START Data provided

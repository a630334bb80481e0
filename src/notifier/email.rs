use async_trait::async_trait;
use lettre::message::header::ContentType;
use lettre::message::Mailbox;
use lettre::transport::smtp::authentication::Credentials;
use lettre::{AsyncSmtpTransport, AsyncTransport, Message, Tokio1Executor};
use std::time::Duration;

use super::{Alert, NotificationResult, Notifier};
use crate::Result;
use crate::config::SmtpSettings;

const SMTP_TIMEOUT: Duration = Duration::from_secs(30);

#[derive(Debug, Clone)]
pub struct EmailConfig {
    pub smtp_server: String,
    pub smtp_port: u16,
    pub from_email: Option<String>,
    pub password: Option<String>,
    pub to_email: Option<String>,
}

impl EmailConfig {
    /// The sender address doubles as the SMTP login.
    pub fn from_settings(settings: &SmtpSettings, recipient: Option<String>) -> Self {
        EmailConfig {
            smtp_server: settings.smtp_server.clone(),
            smtp_port: settings.smtp_port,
            from_email: settings.email_address.clone(),
            password: settings.email_password.clone(),
            to_email: recipient,
        }
    }
}

/// Sender, password and recipient, present only when all three are set.
struct Envelope<'a> {
    from: &'a str,
    password: &'a str,
    to: &'a str,
}

pub struct EmailNotifier {
    config: EmailConfig,
}

impl EmailNotifier {
    pub fn new(config: EmailConfig) -> Self {
        EmailNotifier { config }
    }

    fn envelope(&self) -> Option<Envelope<'_>> {
        Some(Envelope {
            from: self.config.from_email.as_deref()?,
            password: self.config.password.as_deref()?,
            to: self.config.to_email.as_deref()?,
        })
    }

    fn build_message(&self, alert: &Alert, from: &str, to: &str) -> Result<Message> {
        let message = Message::builder()
            .from(from.parse::<Mailbox>()?)
            .to(to.parse::<Mailbox>()?)
            .subject(alert.subject.clone())
            .header(ContentType::TEXT_PLAIN)
            .body(alert.body.clone())?;

        Ok(message)
    }

    async fn send(&self, alert: &Alert, envelope: &Envelope<'_>) -> Result<Option<String>> {
        let message = self.build_message(alert, envelope.from, envelope.to)?;

        // STARTTLS upgrade, then login with the sender address
        let credentials = Credentials::new(envelope.from.to_string(), envelope.password.to_string());
        let mailer = AsyncSmtpTransport::<Tokio1Executor>::starttls_relay(&self.config.smtp_server)?
            .port(self.config.smtp_port)
            .credentials(credentials)
            .timeout(Some(SMTP_TIMEOUT))
            .build();

        let response = mailer.send(message).await?;
        Ok(response.first_line().map(str::to_string))
    }
}

#[async_trait]
impl Notifier for EmailNotifier {
    fn name(&self) -> &str {
        "email"
    }

    async fn notify(&self, alert: &Alert) -> NotificationResult {
        let Some(envelope) = self.envelope() else {
            tracing::warn!("Email not sent: missing credentials");
            return NotificationResult::failed("missing credentials");
        };

        match self.send(alert, &envelope).await {
            Ok(message_id) => {
                tracing::info!("Email sent to {}: {}", envelope.to, alert.subject);
                NotificationResult::sent(message_id)
            }
            Err(e) => {
                tracing::warn!("Failed to send email: {}", e);
                NotificationResult::failed(e.to_string())
            }
        }
    }
}
// Integration tests for Restock Watcher
// These run the real HTTP fetcher against a local mock server

pub mod fetcher_tests;
pub mod watch_run_tests;

use async_trait::async_trait;
use std::sync::{Arc, Mutex};
use std::time::Duration;

use restock_watcher::config::ScraperConfig;
use restock_watcher::notifier::{Alert, NotificationResult, Notifier};
use restock_watcher::{HttpFetcher, Runner};

/// Scraper settings with short timeouts and matcher-friendly headers
pub fn get_test_scraper_config() -> ScraperConfig {
    ScraperConfig {
        request_timeout: 2,
        delay_ms: 0,
        user_agent: "restock-watcher-test".to_string(),
        accept_language: "en-GB".to_string(),
    }
}

/// Keeps every alert it is handed
#[derive(Clone, Default)]
pub struct RecordingNotifier {
    pub alerts: Arc<Mutex<Vec<Alert>>>,
}

impl RecordingNotifier {
    pub fn sent(&self) -> Vec<Alert> {
        self.alerts.lock().unwrap().clone()
    }
}

#[async_trait]
impl Notifier for RecordingNotifier {
    fn name(&self) -> &str {
        "recording"
    }

    async fn notify(&self, alert: &Alert) -> NotificationResult {
        self.alerts.lock().unwrap().push(alert.clone());
        NotificationResult::sent(Some("250 OK".to_string()))
    }
}

pub fn create_test_runner(notifier: &RecordingNotifier) -> anyhow::Result<Runner> {
    let fetcher = HttpFetcher::new(&get_test_scraper_config())?;
    Ok(Runner::new(Box::new(fetcher), Box::new(notifier.clone()), Duration::ZERO))
}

END Data provided

◆ Work request
In the entries above, find the line with "let Some(envelope) = self.envelope()" and the line with "self.alerts.lock().unwrap().push(alert.clone());", then restate word for word both of them and every line between, with nothing more.

◆ Result of the exercise
        let Some(envelope) = self.envelope() else {
            tracing::warn!("Email not sent: missing credentials");
            return NotificationResult::failed("missing credentials");
        };

        match self.send(alert, &envelope).await {
            Ok(message_id) => {
                tracing::info!("Email sent to {}: {}", envelope.to, alert.subject);
                NotificationResult::sent(message_id)
            }
            Err(e) => {
                tracing::warn!("Failed to send email: {}", e);
                NotificationResult::failed(e.to_string())
            }
        }
    }
}
// Integration tests for Restock Watcher
// These run the real HTTP fetcher against a local mock server

pub mod fetcher_tests;
pub mod watch_run_tests;

use async_trait::async_trait;
use std::sync::{Arc, Mutex};
use std::time::Duration;

use restock_watcher::config::ScraperConfig;
use restock_watcher::notifier::{Alert, NotificationResult, Notifier};
use restock_watcher::{HttpFetcher, Runner};

/// Scraper settings with short timeouts and matcher-friendly headers
pub fn get_test_scraper_config() -> ScraperConfig {
    ScraperConfig {
        request_timeout: 2,
        delay_ms: 0,
        user_agent: "restock-watcher-test".to_string(),
        accept_language: "en-GB".to_string(),
    }
}

/// Keeps every alert it is handed
#[derive(Clone, Default)]
pub struct RecordingNotifier {
    pub alerts: Arc<Mutex<Vec<Alert>>>,
}

impl RecordingNotifier {
    pub fn sent(&self) -> Vec<Alert> {
        self.alerts.lock().unwrap().clone()
    }
}

#[async_trait]
impl Notifier for RecordingNotifier {
    fn name(&self) -> &str {
        "recording"
    }

    async fn notify(&self, alert: &Alert) -> NotificationResult {
        self.alerts.lock().unwrap().push(alert.clone());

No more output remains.